Choose Reply as linked topic and it starts a new thread. As an example, you can choose GD, IMHO or The Pit for it.

That is actually the best method.

This topic was automatically opened after 5 hours.

Moderating:

  1. the whole side conversation about signaling if you are in distress is a hijack. Please don’t post any more about it.

  2. the op has made clear what they mean by “tradwife”. Let’s discuss that, and not argue about the best words to describe what they mean. That has also become a hijack.

Thanks.

he NYT had an article yesterday about Hannah Neeleman the day after CBS’ FBI has an episode about a “tradwife” serial killer. Probably not a coincidence, but what point they are making I don’t know. Simply promoting a show?

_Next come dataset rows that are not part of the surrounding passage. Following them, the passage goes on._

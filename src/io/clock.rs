//! Time sources and periodic timers
//!
//! Analysis never reads the wall clock itself; every operation takes the
//! current `Instant` from its caller. Hosts obtain that instant from a
//! [`Clock`], which tests replace with a [`ManualClock`].

use std::sync::atomic::{AtomicU64, Ordering};
use std::sync::Arc;
use std::time::{Duration, Instant};

/// Source of the current instant
pub trait Clock {
    /// Current instant
    fn now(&self) -> Instant;
}

/// Monotonic system clock
#[derive(Debug, Clone, Copy, Default)]
pub struct SystemClock;

impl Clock for SystemClock {
    fn now(&self) -> Instant {
        Instant::now()
    }
}

/// Clock that only moves when told to
///
/// Clones share the same time, so a test can hold one handle while a
/// scheduler reads another.
#[derive(Debug, Clone)]
pub struct ManualClock {
    origin: Instant,
    elapsed_nanos: Arc<AtomicU64>,
}

impl Default for ManualClock {
    fn default() -> Self {
        Self::new(Instant::now())
    }
}

impl ManualClock {
    /// Clock frozen at `origin`
    pub fn new(origin: Instant) -> Self {
        Self {
            origin,
            elapsed_nanos: Arc::new(AtomicU64::new(0)),
        }
    }

    /// Instant the clock started at
    pub fn origin(&self) -> Instant {
        self.origin
    }

    /// Time elapsed since `origin`
    pub fn elapsed(&self) -> Duration {
        Duration::from_nanos(self.elapsed_nanos.load(Ordering::SeqCst))
    }

    /// Move the clock forward
    pub fn advance(&self, by: Duration) {
        let nanos = u64::try_from(by.as_nanos()).unwrap_or(u64::MAX);
        let _ = self
            .elapsed_nanos
            .fetch_update(Ordering::SeqCst, Ordering::SeqCst, |current| {
                Some(current.saturating_add(nanos))
            });
    }
}

impl Clock for ManualClock {
    fn now(&self) -> Instant {
        self.origin + self.elapsed()
    }
}

/// Fixed-period timer polled with the current instant
///
/// The first poll arms the timer; it first fires one period later. Deadlines
/// advance by exactly one period per firing, so a late poller catches up on
/// subsequent polls instead of drifting.
#[derive(Debug, Clone)]
pub struct PeriodicTimer {
    period: Duration,
    next_due: Option<Instant>,
}

impl PeriodicTimer {
    /// Create an unarmed timer
    pub fn new(period: Duration) -> Self {
        Self {
            period,
            next_due: None,
        }
    }

    /// Timer period
    pub fn period(&self) -> Duration {
        self.period
    }

    /// Next deadline, once armed
    pub fn next_due(&self) -> Option<Instant> {
        self.next_due
    }

    /// Arm the timer so it first fires one period after `now`
    pub fn arm(&mut self, now: Instant) {
        self.next_due = Some(now + self.period);
    }

    /// Forget the deadline; the next poll re-arms the timer
    pub fn reset(&mut self) {
        self.next_due = None;
    }

    /// Returns `true` when a deadline has been reached at `now`
    pub fn poll(&mut self, now: Instant) -> bool {
        match self.next_due {
            None => {
                self.arm(now);
                false
            }
            Some(due) if now >= due => {
                self.next_due = Some(due + self.period);
                true
            }
            Some(_) => false,
        }
    }
}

Too much putting people in boxes in this thread. Like most things there are wide variations of how people live their lives and trying to put them in a box may work for you, but I highly doubt it works for the people that you are defining.

Take my wife and I for example. When she and I met, she was a career lobbyist in Washington DC. I lived and worked in the midwest. We dated and decided to get married. We both wanted children and she was happy to give up her career and move to where I lived…all her choice. While we are both Christian, neither of us is highly religious.

During our first year of marriage, we decided to build a house with a contractor. My wife is very opinionated about things in our house, so she delayed finding a job in our town as she spent most of her time designing the details and working with the contractor on the building of our house.

The week we closed on and moved into our house we found out she was pregnant with our first child. I make enough to support our family without additional income from her. All of our assets and accounts are in both of our names, we have two separate trusts of which we are the beneficiaries of the others trust and are also co-trustees on both trusts.

Our children are now 17 and 14, respectively. My wife has been a stay at home mother for our children, their entire lives. We discuss major purchases (> $2,500) anything less, either is free to spend. She takes girl trips with her friends. We coordinate kid transport for kids activities, but she does do the majority of it when I am working or traveling for work.

She has discussed potentially going back to work after we become empty nesters, which she is free to do, if she wants, but it is by no means a financial neccesity. We spend more time talking about what we’re going to do when I retire.

Is this a “tradwife” lifestyle or a “traditional” wife lifestyle, or just a way that a lot married people live?

I know one couple that has a very religious overtone to their marriage. Part of their vows was that husband obeys God and the wife obeys the husband. Thing is the wife is expected to do all of the tradwife (religious version) after working for 8 hours.

I distinguish this from other tradwife situations where the woman does not have an outside job and is the absolute ruler as far as the house and kids is concerned. The husband may get the paycheck but it is the wife that decides what services to get and pays the bills, plans, buys and cooks dinner, etc.